Try it: Nothing may be dropped. Retype the whole listing exactly.

Provided entries:
______
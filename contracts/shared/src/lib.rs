#![no_std]
//! # Shared Voting Contracts Library
//!
//! Reusable errors, constants, validation helpers and pagination for the
//! voting contracts.
//!
//! ## Modules
//!
//! - `errors` - `VotingError` and its `ErrorKind` classification
//! - `constants` - Storage TTLs and election defaults
//! - `validation` - Precondition helpers returning `VotingError`
//! - `pagination` - Offset/limit windows over indexed sequences
//!
//! ## Usage
//!
//! ```rust,ignore
//! use shared::errors::VotingError;
//! use shared::validation::validate_page_limit;
//! use shared::pagination::page_range;
//! ```

pub mod constants;
pub mod errors;
pub mod pagination;
pub mod validation;

// Re-export commonly used items
pub use errors::{ErrorKind, VotingError};
pub use pagination::page_range;
pub use validation::{validate_end_time, validate_page_limit, validate_participant};
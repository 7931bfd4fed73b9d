//! Validation helpers shared by the voting contracts
//!
//! Each helper checks a single precondition and maps a failure to the
//! matching `VotingError`, so entry points can chain them with `?` before
//! touching storage.

use crate::errors::VotingError;
use soroban_sdk::{Address, Env};

// ===== Address Validation =====

/// Validate that an address can take part in an election.
///
/// Soroban has no zero address; the contract's own address is the one
/// identity that can never authorize a vote, so it is rejected instead.
pub fn validate_participant(env: &Env, address: &Address) -> Result<(), VotingError> {
    if *address == env.current_contract_address() {
        return Err(VotingError::InvalidAddress);
    }
    Ok(())
}

// ===== Time Validation =====

/// Validate that a voting end time lies strictly in the future
pub fn validate_end_time(current_time: u64, end_time: u64) -> Result<(), VotingError> {
    if end_time <= current_time {
        return Err(VotingError::InvalidEndTime);
    }
    Ok(())
}

// ===== Pagination Validation =====

/// Validate a pagination limit
pub fn validate_page_limit(limit: u32) -> Result<(), VotingError> {
    if limit == 0 {
        return Err(VotingError::InvalidPageLimit);
    }
    Ok(())
}

#[cfg(test)]
mod tests {
    use super::*;

    #[test]
    fn test_end_time_must_be_in_future() {
        assert_eq!(validate_end_time(100, 100), Err(VotingError::InvalidEndTime));
        assert_eq!(validate_end_time(100, 99), Err(VotingError::InvalidEndTime));
        assert_eq!(validate_end_time(100, 101), Ok(()));
    }

    #[test]
    fn test_zero_limit_rejected() {
        assert_eq!(validate_page_limit(0), Err(VotingError::InvalidPageLimit));
        assert_eq!(validate_page_limit(1), Ok(()));
    }
}
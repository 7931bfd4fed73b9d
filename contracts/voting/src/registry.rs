use soroban_sdk::{Address, Env, String, Vec};

use crate::election;
use crate::storage;
use crate::types::ElectionId;

/// Create an election owned by `caller` and append its handle to the
/// catalogue. Handles are dense and issued in creation order.
pub fn create_voting(env: &Env, caller: Address, metadata_uri: String) -> ElectionId {
    caller.require_auth();

    let id = storage::get_election_count(env);
    election::create(env, id, caller, metadata_uri);
    storage::set_election_count(env, id + 1);
    id
}

/// Every handle ever issued, oldest first.
pub fn get_deployed_votings(env: &Env) -> Vec<ElectionId> {
    let mut deployed = Vec::new(env);
    for id in 0..storage::get_election_count(env) {
        deployed.push_back(id);
    }
    deployed
}

pub fn voting_count(env: &Env) -> u32 {
    storage::get_election_count(env)
}
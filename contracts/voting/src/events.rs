use soroban_sdk::{symbol_short, Address, Env, String};

use crate::types::ElectionId;

pub fn voting_created(env: &Env, id: ElectionId, owner: &Address, metadata_uri: &String) {
    env.events().publish(
        (symbol_short!("created"), id),
        (owner.clone(), metadata_uri.clone()),
    );
}

pub fn voter_registered(env: &Env, id: ElectionId, voter: &Address) {
    env.events()
        .publish((symbol_short!("voter_reg"), id), voter.clone());
}

pub fn candidate_registered(env: &Env, id: ElectionId, candidate: &Address, candidate_id: u32) {
    env.events().publish(
        (symbol_short!("cand_reg"), id),
        (candidate.clone(), candidate_id),
    );
}

pub fn voting_started(env: &Env, id: ElectionId, end_time: u64) {
    env.events()
        .publish((symbol_short!("started"), id), end_time);
}

pub fn voting_closed(env: &Env, id: ElectionId, closed_at: u64) {
    env.events()
        .publish((symbol_short!("closed"), id), closed_at);
}

pub fn vote_cast(env: &Env, id: ElectionId, voter: &Address, candidate_id: u32) {
    env.events().publish(
        (symbol_short!("voted"), id),
        (voter.clone(), candidate_id),
    );
}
______
Result below:
filename contracts/shared/src/lib.rs
#![no_std]
//! # Shared Voting Contracts Library
//!
//! Reusable errors, constants, validation helpers and pagination for the
//! voting contracts.
//!
//! ## Modules
//!
//! - `errors` - `VotingError` and its `ErrorKind` classification
//! - `constants` - Storage TTLs and election defaults
//! - `validation` - Precondition helpers returning `VotingError`
//! - `pagination` - Offset/limit windows over indexed sequences
//!
//! ## Usage
//!
//! ```rust,ignore
//! use shared::errors::VotingError;
//! use shared::validation::validate_page_limit;
//! use shared::pagination::page_range;
//! ```

pub mod constants;
pub mod errors;
pub mod pagination;
pub mod validation;

// Re-export commonly used items
pub use errors::{ErrorKind, VotingError};
pub use pagination::page_range;
pub use validation::{validate_end_time, validate_page_limit, validate_participant};
repository 7931bfd4fed73b9d
//! Validation helpers shared by the voting contracts
//!
//! Each helper checks a single precondition and maps a failure to the
//! matching `VotingError`, so entry points can chain them with `?` before
//! touching storage.

use crate::errors::VotingError;
use soroban_sdk::{Address, Env};

// ===== Address Validation =====

/// Validate that an address can take part in an election.
///
/// Soroban has no zero address; the contract's own address is the one
/// identity that can never authorize a vote, so it is rejected instead.
pub fn validate_participant(env: &Env, address: &Address) -> Result<(), VotingError> {
    if *address == env.current_contract_address() {
        return Err(VotingError::InvalidAddress);
    }
    Ok(())
}

// ===== Time Validation =====

/// Validate that a voting end time lies strictly in the future
pub fn validate_end_time(current_time: u64, end_time: u64) -> Result<(), VotingError> {
    if end_time <= current_time {
        return Err(VotingError::InvalidEndTime);
    }
    Ok(())
}

// ===== Pagination Validation =====

/// Validate a pagination limit
pub fn validate_page_limit(limit: u32) -> Result<(), VotingError> {
    if limit == 0 {
        return Err(VotingError::InvalidPageLimit);
    }
    Ok(())
}

#[cfg(test)]
mod tests {
    use super::*;

    #[test]
    fn test_end_time_must_be_in_future() {
        assert_eq!(validate_end_time(100, 100), Err(VotingError::InvalidEndTime));
        assert_eq!(validate_end_time(100, 99), Err(VotingError::InvalidEndTime));
        assert_eq!(validate_end_time(100, 101), Ok(()));
    }

    #[test]
    fn test_zero_limit_rejected() {
        assert_eq!(validate_page_limit(0), Err(VotingError::InvalidPageLimit));
        assert_eq!(validate_page_limit(1), Ok(()));
    }
}
repository 7931bfd4fed73b9d
filename contracts/voting/src/registry.rs
use soroban_sdk::{Address, Env, String, Vec};

use crate::election;
use crate::storage;
use crate::types::ElectionId;

/// Create an election owned by `caller` and append its handle to the
/// catalogue. Handles are dense and issued in creation order.
pub fn create_voting(env: &Env, caller: Address, metadata_uri: String) -> ElectionId {
    caller.require_auth();

    let id = storage::get_election_count(env);
    election::create(env, id, caller, metadata_uri);
    storage::set_election_count(env, id + 1);
    id
}

/// Every handle ever issued, oldest first.
pub fn get_deployed_votings(env: &Env) -> Vec<ElectionId> {
    let mut deployed = Vec::new(env);
    for id in 0..storage::get_election_count(env) {
        deployed.push_back(id);
    }
    deployed
}

pub fn voting_count(env: &Env) -> u32 {
    storage::get_election_count(env)
}
filename contracts/voting/src/events.rs
use soroban_sdk::{symbol_short, Address, Env, String};

use crate::types::ElectionId;

pub fn voting_created(env: &Env, id: ElectionId, owner: &Address, metadata_uri: &String) {
    env.events().publish(
        (symbol_short!("created"), id),
        (owner.clone(), metadata_uri.clone()),
    );
}

pub fn voter_registered(env: &Env, id: ElectionId, voter: &Address) {
    env.events()
        .publish((symbol_short!("voter_reg"), id), voter.clone());
}

pub fn candidate_registered(env: &Env, id: ElectionId, candidate: &Address, candidate_id: u32) {
    env.events().publish(
        (symbol_short!("cand_reg"), id),
        (candidate.clone(), candidate_id),
    );
}

pub fn voting_started(env: &Env, id: ElectionId, end_time: u64) {
    env.events()
        .publish((symbol_short!("started"), id), end_time);
}

pub fn voting_closed(env: &Env, id: ElectionId, closed_at: u64) {
    env.events()
        .publish((symbol_short!("closed"), id), closed_at);
}

pub fn vote_cast(env: &Env, id: ElectionId, voter: &Address, candidate_id: u32) {
    env.events().publish(
        (symbol_short!("voted"), id),
        (voter.clone(), candidate_id),
    );
}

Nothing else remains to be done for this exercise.